One of my biggest beefs with college is that it has made me somewhat pretentious. I'm a pretty smart cookie, and I've always been confident in that fact. Attending college, though, has ruined me in that aspect. I find myself "talking over people's heads" and making judgments on the way they spell things or if they use proper grammar. Even though I know wholeheartedly that I am no better than anyone else, I still find myself acting in that manner, dumbing down my speech and etc because I have this thought constantly in the back of my mind that I'm smarter than the other person. The thing is, though, does it really matter in the long run? Especially when that other person with the high school diploma is making double or triple what I make in a year? And that person is my boss or my trainer?
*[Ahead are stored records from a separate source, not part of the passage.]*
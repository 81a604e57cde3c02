use core::fmt;
use embedded_hal::i2c::{self, NoAcknowledgeSource};

/// The only way a bus transaction can fail: the peer left the data line
/// floating when an acknowledgment was expected.
#[derive(Copy, Clone, Debug, PartialEq, Eq)]
#[cfg_attr(feature = "defmt", derive(defmt::Format))]
pub enum Error {
    /// Address or data byte was not acknowledged (SDA read high on the 9th
    /// clock).
    NotAcknowledged,
}

impl Error {
    fn as_str(&self) -> &'static str {
        match self {
            Error::NotAcknowledged => "byte was not acknowledged by the addressed device",
        }
    }
}

impl fmt::Display for Error {
    fn fmt(&self, fmt: &mut fmt::Formatter<'_>) -> fmt::Result {
        write!(fmt, "{}", self.as_str())
    }
}

impl i2c::Error for Error {
    fn kind(&self) -> i2c::ErrorKind {
        match self {
            Error::NotAcknowledged => i2c::ErrorKind::NoAcknowledge(NoAcknowledgeSource::Unknown),
        }
    }
}

/// An error type representing M24SR tag failures on top of a bus error `E`.
#[derive(Copy, Clone, Debug, PartialEq, Eq)]
#[cfg_attr(feature = "defmt", derive(defmt::Format))]
pub enum TagError<E> {
    /// The underlying I2C bus reported an error.
    Bus(E),
    /// A frame could not be built or the response was malformed.
    Kind(ErrorKind),
    /// The tag answered with a status word other than 0x9000.
    Status(u16),
}

impl<E> From<ErrorKind> for TagError<E> {
    fn from(kind: ErrorKind) -> Self {
        TagError::Kind(kind)
    }
}

impl<E: fmt::Debug> fmt::Display for TagError<E> {
    fn fmt(&self, fmt: &mut fmt::Formatter<'_>) -> fmt::Result {
        match self {
            TagError::Bus(e) => write!(fmt, "bus error: {:?}", e),
            TagError::Kind(kind) => write!(fmt, "{}", kind.as_str()),
            TagError::Status(sw) => write!(fmt, "tag returned status word {:#06x}", sw),
        }
    }
}

/// A list of specific tag error causes. Each kind is converted into
/// `TagError`.
#[derive(Copy, Clone, Debug, PartialEq, Eq)]
#[cfg_attr(feature = "defmt", derive(defmt::Format))]
pub enum ErrorKind {
    /// bad argument (zero or oversized length, offset out of range)
    BadParam,
    /// Crc error in data received from device
    RxCrcError,
    /// Response is shorter than the minimal frame
    RxFail,
    /// Supplied buffer is too small for data required
    SmallBuffer,
}

impl ErrorKind {
    fn as_str(&self) -> &'static str {
        use ErrorKind::*;
        match self {
            BadParam => "bad argument (zero or oversized length, offset out of range)",
            RxCrcError => "crc error in data received from device",
            RxFail => "response is shorter than the minimal frame",
            SmallBuffer => "supplied buffer is too small for data required",
        }
    }
}
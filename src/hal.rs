use super::error::Error;
use super::master::{Direction, I2cMaster};
use super::wire::Wire;
use embedded_hal::delay::DelayNs;
use embedded_hal::i2c::{ErrorType, I2c, Operation, SevenBitAddress};

impl<W, D> ErrorType for I2cMaster<W, D> {
    type Error = Error;
}

/// Follows the `embedded-hal` transaction contract, independent of the
/// `auto_start`/`auto_stop` flags: START first, repeated START with a fresh
/// address byte whenever the direction changes, STOP at the end or after a
/// NACK.
impl<W, D> I2c<SevenBitAddress> for I2cMaster<W, D>
where
    W: Wire,
    D: DelayNs,
{
    fn transaction(
        &mut self,
        address: SevenBitAddress,
        operations: &mut [Operation<'_>],
    ) -> Result<(), Self::Error> {
        if operations.is_empty() {
            return Ok(());
        }
        let result = self.run_operations(address, operations);
        self.stop();
        result
    }
}

impl<W, D> I2cMaster<W, D>
where
    W: Wire,
    D: DelayNs,
{
    fn run_operations(&mut self, address: u8, operations: &mut [Operation<'_>]) -> Result<(), Error> {
        let mut current: Option<Direction> = None;
        for i in 0..operations.len() {
            // Reads merge with following reads, so their last byte is ACKed
            // when more bytes are still to come.
            let read_follows = operations[i + 1..]
                .iter()
                .take_while(|op| matches!(op, Operation::Read(_)))
                .any(|op| matches!(op, Operation::Read(buffer) if !buffer.is_empty()));
            let direction = match operations[i] {
                Operation::Read(_) => Direction::Read,
                Operation::Write(_) => Direction::Write,
            };

            if current != Some(direction) {
                match current {
                    None => self.start(),
                    Some(_) => self.restart(),
                }
                self.send_address(address, direction)?;
                current = Some(direction);
            }

            match &mut operations[i] {
                Operation::Read(buffer) => self.receive_into(buffer, read_follows),
                Operation::Write(bytes) => {
                    for &byte in bytes.iter() {
                        self.transmit_byte(byte)?;
                    }
                }
            }
        }
        Ok(())
    }
}
//! Rhizone Node binary
//!
//! Runs succession for one community with an admin socket for operators.

use rhizone_node::{NodeConfig, RhizoneNode};
use tracing_subscriber::{layer::SubscriberExt, util::SubscriberInitExt};

#[tokio::main]
async fn main() -> Result<(), Box<dyn std::error::Error>> {
    // Initialize tracing
    tracing_subscriber::registry()
        .with(
            tracing_subscriber::EnvFilter::try_from_default_env()
                .unwrap_or_else(|_| "rhizone=info".into()),
        )
        .with(tracing_subscriber::fmt::layer())
        .init();

    let config = NodeConfig::from_env()?;
    let node = RhizoneNode::new(config).await?;
    node.run().await?;

    Ok(())
}
//! Rhizone Succession
//!
//! Keeps exactly one admission token alive for a community and decides who
//! holds it. Each custodian either lets someone in with the token, passes on
//! it, or lets it time out into a public release; then the next custodian is
//! drawn from the lottery.
//!
//! # Architecture
//!
//! ```text
//!   platform events ──┐                      ┌──▶ NotificationSink
//!   operator commands ┼─▶ SuccessionService ─┤
//!   audit interval ───┘     (one task)       └──▶ MembershipPlatform
//!                               │
//!             SuccessionController + ReconciliationAuditor
//!                               │
//!                         Ledger (RocksDB)
//! ```
//!
//! The ledger is the only durable state. The controller's in-memory state is
//! derived from it on load and only advances after a write succeeded; the
//! auditor repairs anything the platform lost in between.

pub mod activity;
pub mod auditor;
pub mod config;
pub mod controller;
pub mod error;
pub mod notice;
pub mod platform;
pub mod queries;
pub mod service;

pub use activity::{ActivityTracker, SweepReport};
pub use auditor::{AuditAction, AuditOutcome, ReconciliationAuditor};
pub use config::SuccessionConfig;
pub use controller::{
    DrawGuard, DrawOutcome, Resolution, SkipOutcome, SuccessionController, SuccessionState,
};
pub use error::{Error, Result};
pub use notice::Notice;
pub use platform::{
    AdmissionToken, Capability, LogSink, Member, MembershipPlatform, MemoryPlatform,
    NotificationSink, RecordingSink,
};
pub use queries::{Descendant, Lineage, LineageStep, Progeny, StatsDetail, StatsReport};
pub use service::{Command, ServiceHandle, SuccessionService};
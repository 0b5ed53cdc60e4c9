//! Admission genealogy: custodian → grantee edges.

use rhizone_ledger::{GrantId, LedgerSnapshot, MemberId};
use std::collections::{HashMap, HashSet, VecDeque};
use tracing::warn;

/// Ancestor/descendant index over redeemed grants.
///
/// Built once per snapshot. Self grants and grants closed without a grantee
/// contribute no edge.
#[derive(Debug, Clone, Default)]
pub struct GenealogyIndex {
    /// Children per member, most recent grant first.
    children: HashMap<MemberId, Vec<(GrantId, MemberId)>>,
    /// The grant that admitted each member, with its custodian.
    parents: HashMap<MemberId, (GrantId, MemberId)>,
}

impl GenealogyIndex {
    /// Index every custodian → grantee edge in the snapshot.
    pub fn from_snapshot(snapshot: &LedgerSnapshot) -> Self {
        Self::from_edges(snapshot.grants.iter().filter_map(|g| {
            g.edge()
                .map(|(custodian, grantee)| (g.id, custodian, grantee))
        }))
    }

    /// Index raw `(grant, parent, child)` edges.
    ///
    /// A child with several admitting grants keeps the earliest.
    pub fn from_edges(edges: impl IntoIterator<Item = (GrantId, MemberId, MemberId)>) -> Self {
        let mut index = Self::default();

        for (grant, parent, child) in edges {
            index
                .children
                .entry(parent)
                .or_default()
                .push((grant, child));

            match index.parents.get(&child) {
                Some((existing, _)) if *existing <= grant => {
                    warn!(
                        "Member {} admitted twice (grants #{} and #{}), keeping the first",
                        child, existing, grant
                    );
                }
                _ => {
                    index.parents.insert(child, (grant, parent));
                }
            }
        }

        for list in index.children.values_mut() {
            list.sort_by(|a, b| b.0.cmp(&a.0));
        }

        index
    }

    /// Members admitted directly by `member`, most recent first.
    pub fn children_of(&self, member: MemberId) -> &[(GrantId, MemberId)] {
        self.children
            .get(&member)
            .map(Vec::as_slice)
            .unwrap_or(&[])
    }

    /// The grant that admitted `member` and its custodian.
    pub fn parent_of(&self, member: MemberId) -> Option<(GrantId, MemberId)> {
        self.parents.get(&member).copied()
    }

    /// Number of members reachable below `member`.
    pub fn progeny_count(&self, member: MemberId) -> u64 {
        let mut visited = HashSet::from([member]);
        let mut stack = vec![member];
        let mut count = 0;

        while let Some(current) = stack.pop() {
            for &(_, child) in self.children_of(current) {
                if visited.insert(child) {
                    count += 1;
                    stack.push(child);
                }
            }
        }

        count
    }

    /// Every member below `member` with its depth, breadth-first.
    pub fn descendants_of(&self, member: MemberId) -> Vec<(MemberId, usize)> {
        let mut visited = HashSet::from([member]);
        let mut queue = VecDeque::from([(member, 0usize)]);
        let mut out = Vec::new();

        while let Some((current, depth)) = queue.pop_front() {
            for &(_, child) in self.children_of(current) {
                if visited.insert(child) {
                    out.push((child, depth + 1));
                    queue.push_back((child, depth + 1));
                }
            }
        }

        out
    }

    /// Path from the root of `member`'s line down to `member` itself.
    pub fn lineage_of(&self, member: MemberId) -> Vec<MemberId> {
        let mut visited = HashSet::from([member]);
        let mut line = vec![member];
        let mut current = member;

        while let Some((_, parent)) = self.parent_of(current) {
            if !visited.insert(parent) {
                warn!("Cycle in admission genealogy at member {}", parent);
                break;
            }
            line.push(parent);
            current = parent;
        }

        line.reverse();
        line
    }
}

#[cfg(test)]
mod tests {
    use super::*;
    use rhizone_ledger::CustodyGrant;

    fn chain() -> GenealogyIndex {
        // A(1) -> B(2) -> C(3) -> D(4)
        GenealogyIndex::from_edges([
            (GrantId(2), MemberId(1), MemberId(2)),
            (GrantId(3), MemberId(2), MemberId(3)),
            (GrantId(4), MemberId(3), MemberId(4)),
        ])
    }

    #[test]
    fn four_generation_progeny() {
        let index = chain();
        assert_eq!(index.progeny_count(MemberId(1)), 3);
        assert_eq!(index.progeny_count(MemberId(2)), 2);
        assert_eq!(index.progeny_count(MemberId(3)), 1);
        assert_eq!(index.progeny_count(MemberId(4)), 0);
    }

    #[test]
    fn four_generation_lineage() {
        let index = chain();
        assert_eq!(
            index.lineage_of(MemberId(4)),
            vec![MemberId(1), MemberId(2), MemberId(3), MemberId(4)]
        );
        assert_eq!(index.lineage_of(MemberId(1)), vec![MemberId(1)]);
    }

    #[test]
    fn unknown_member_is_its_own_line() {
        let index = chain();
        assert_eq!(index.lineage_of(MemberId(99)), vec![MemberId(99)]);
        assert_eq!(index.progeny_count(MemberId(99)), 0);
        assert!(index.children_of(MemberId(99)).is_empty());
    }

    #[test]
    fn children_most_recent_first() {
        let index = GenealogyIndex::from_edges([
            (GrantId(2), MemberId(1), MemberId(2)),
            (GrantId(5), MemberId(1), MemberId(5)),
            (GrantId(3), MemberId(1), MemberId(3)),
        ]);
        let children: Vec<_> = index.children_of(MemberId(1)).iter().map(|c| c.0).collect();
        assert_eq!(children, vec![GrantId(5), GrantId(3), GrantId(2)]);
    }

    #[test]
    fn descendants_carry_depth() {
        let index = GenealogyIndex::from_edges([
            (GrantId(2), MemberId(1), MemberId(2)),
            (GrantId(3), MemberId(1), MemberId(3)),
            (GrantId(4), MemberId(2), MemberId(4)),
        ]);
        let descendants = index.descendants_of(MemberId(1));
        assert_eq!(descendants.len(), 3);
        assert!(descendants.contains(&(MemberId(4), 2)));
        assert!(descendants.contains(&(MemberId(3), 1)));
    }

    #[test]
    fn cyclic_edges_terminate() {
        let index = GenealogyIndex::from_edges([
            (GrantId(2), MemberId(1), MemberId(2)),
            (GrantId(3), MemberId(2), MemberId(3)),
            (GrantId(4), MemberId(3), MemberId(1)),
        ]);
        assert_eq!(index.progeny_count(MemberId(1)), 2);
        assert_eq!(index.descendants_of(MemberId(2)).len(), 2);
        let line = index.lineage_of(MemberId(3));
        assert_eq!(line.len(), 3);
        assert_eq!(line.last(), Some(&MemberId(3)));
    }

    #[test]
    fn self_and_closed_grants_make_no_edges() {
        let mut founder = CustodyGrant::new(GrantId(1), MemberId(1), 0);
        founder.grantee = Some(MemberId(1));
        founder.resolved_at = Some(0);
        let mut skipped = CustodyGrant::new(GrantId(2), MemberId(1), 10);
        skipped.resolved_at = Some(20);
        let open = CustodyGrant::new(GrantId(3), MemberId(1), 30);

        let snapshot = LedgerSnapshot::new(vec![founder, skipped, open], vec![]);
        let index = GenealogyIndex::from_snapshot(&snapshot);
        assert_eq!(index.progeny_count(MemberId(1)), 0);
        assert_eq!(index.parent_of(MemberId(1)), None);
    }

    #[test]
    fn deep_chain_is_iterative() {
        let edges = (1..50_000u64).map(|i| (GrantId(i + 1), MemberId(i), MemberId(i + 1)));
        let index = GenealogyIndex::from_edges(edges);
        assert_eq!(index.progeny_count(MemberId(1)), 49_999);
        assert_eq!(index.lineage_of(MemberId(50_000)).len(), 50_000);
    }
}
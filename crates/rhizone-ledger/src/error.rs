//! Error types for the ledger.

use crate::models::GrantId;
use thiserror::Error;

/// Result type for ledger operations.
pub type Result<T> = std::result::Result<T, LedgerError>;

/// Errors that can occur in ledger operations.
#[derive(Debug, Error)]
pub enum LedgerError {
    /// Storage backend failure
    #[error("Storage error: {0}")]
    Storage(String),

    /// Serialization error
    #[error("Serialization error: {0}")]
    Serialization(#[from] serde_json::Error),

    /// The grant is not the open, most recent grant
    #[error("grant #{0} is not the active grant")]
    GrantNotActive(GrantId),

    /// A grant is still open; a new one cannot be appended
    #[error("grant #{0} is still outstanding")]
    GrantOutstanding(GrantId),

    /// A grant id that was never issued
    #[error("grant #{0} not found")]
    GrantNotFound(GrantId),

    /// A grant already carries a token
    #[error("grant #{0} already has a token")]
    TokenAlreadyAttached(GrantId),

    /// Bootstrap on a ledger that already holds grants
    #[error("ledger already holds {0} grant(s); bootstrap refused")]
    AlreadyBootstrapped(u64),
}

impl LedgerError {
    /// Whether this error came from the storage layer rather than a rejected
    /// operation.
    pub fn is_storage(&self) -> bool {
        matches!(self, LedgerError::Storage(_) | LedgerError::Serialization(_))
    }
}

impl From<rocksdb::Error> for LedgerError {
    fn from(e: rocksdb::Error) -> Self {
        LedgerError::Storage(e.to_string())
    }
}
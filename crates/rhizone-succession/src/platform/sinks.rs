//! Notification sinks.

use super::NotificationSink;
use async_trait::async_trait;
use rhizone_ledger::MemberId;
use tokio::sync::Mutex;
use tracing::{info, warn};

/// Writes notices to the log.
#[derive(Debug, Default, Clone, Copy)]
pub struct LogSink;

#[async_trait]
impl NotificationSink for LogSink {
    async fn send_public(&self, text: &str) {
        info!(target: "rhizone::public", "{}", text);
    }

    async fn send_private(&self, text: &str) {
        warn!(target: "rhizone::private", "{}", text);
    }

    async fn send_to(&self, member: MemberId, _text: &str) {
        // The text may carry a live token; keep it out of the log
        info!(target: "rhizone::direct", "Direct notice for member {}", member);
    }
}

/// Keeps every notice in memory.
#[derive(Debug, Default)]
pub struct RecordingSink {
    public: Mutex<Vec<String>>,
    private: Mutex<Vec<String>>,
    direct: Mutex<Vec<(MemberId, String)>>,
}

impl RecordingSink {
    pub fn new() -> Self {
        Self::default()
    }

    /// Public announcements so far.
    pub async fn public(&self) -> Vec<String> {
        self.public.lock().await.clone()
    }

    /// Private alerts so far.
    pub async fn private(&self) -> Vec<String> {
        self.private.lock().await.clone()
    }

    /// Direct messages so far, with their recipient.
    pub async fn direct(&self) -> Vec<(MemberId, String)> {
        self.direct.lock().await.clone()
    }
}

#[async_trait]
impl NotificationSink for RecordingSink {
    async fn send_public(&self, text: &str) {
        self.public.lock().await.push(text.to_string());
    }

    async fn send_private(&self, text: &str) {
        self.private.lock().await.push(text.to_string());
    }

    async fn send_to(&self, member: MemberId, text: &str) {
        self.direct.lock().await.push((member, text.to_string()));
    }
}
What matters in the long run is doing what makes you happy. I study and read and learn everyday because I'm a perpetual geek and I love to learn. I also love to play with my daughter and spend time with my husband. I'm constantly on the lookout for coupons and deal savers and free things we can do as a family. When we want to do something like go to the aquarium or the museum, we save up for it and make it a special occasion. Many times we'll invite a large group of people to go with us and get a group discounted rate.
What I'm saying here is that going to college is not a guarantee of making a great deal of money, and making a great deal of money is not the ticket to happiness. You make that yourself in how you respond to what you have, because nothing and everything is a gift. Take it from someone who busted her
to get her college paid almost in full and is still broke but happy.
...plus, I'll never admit it, but I also get a small sick satisfaction from being able to complain about how broke I am...
Plus, when you're broke, there is a smaller expectation from everyone else on your behalf when it comes to going to expensive places. Shhh... don't tell
them I told you... I'll deny every word of it!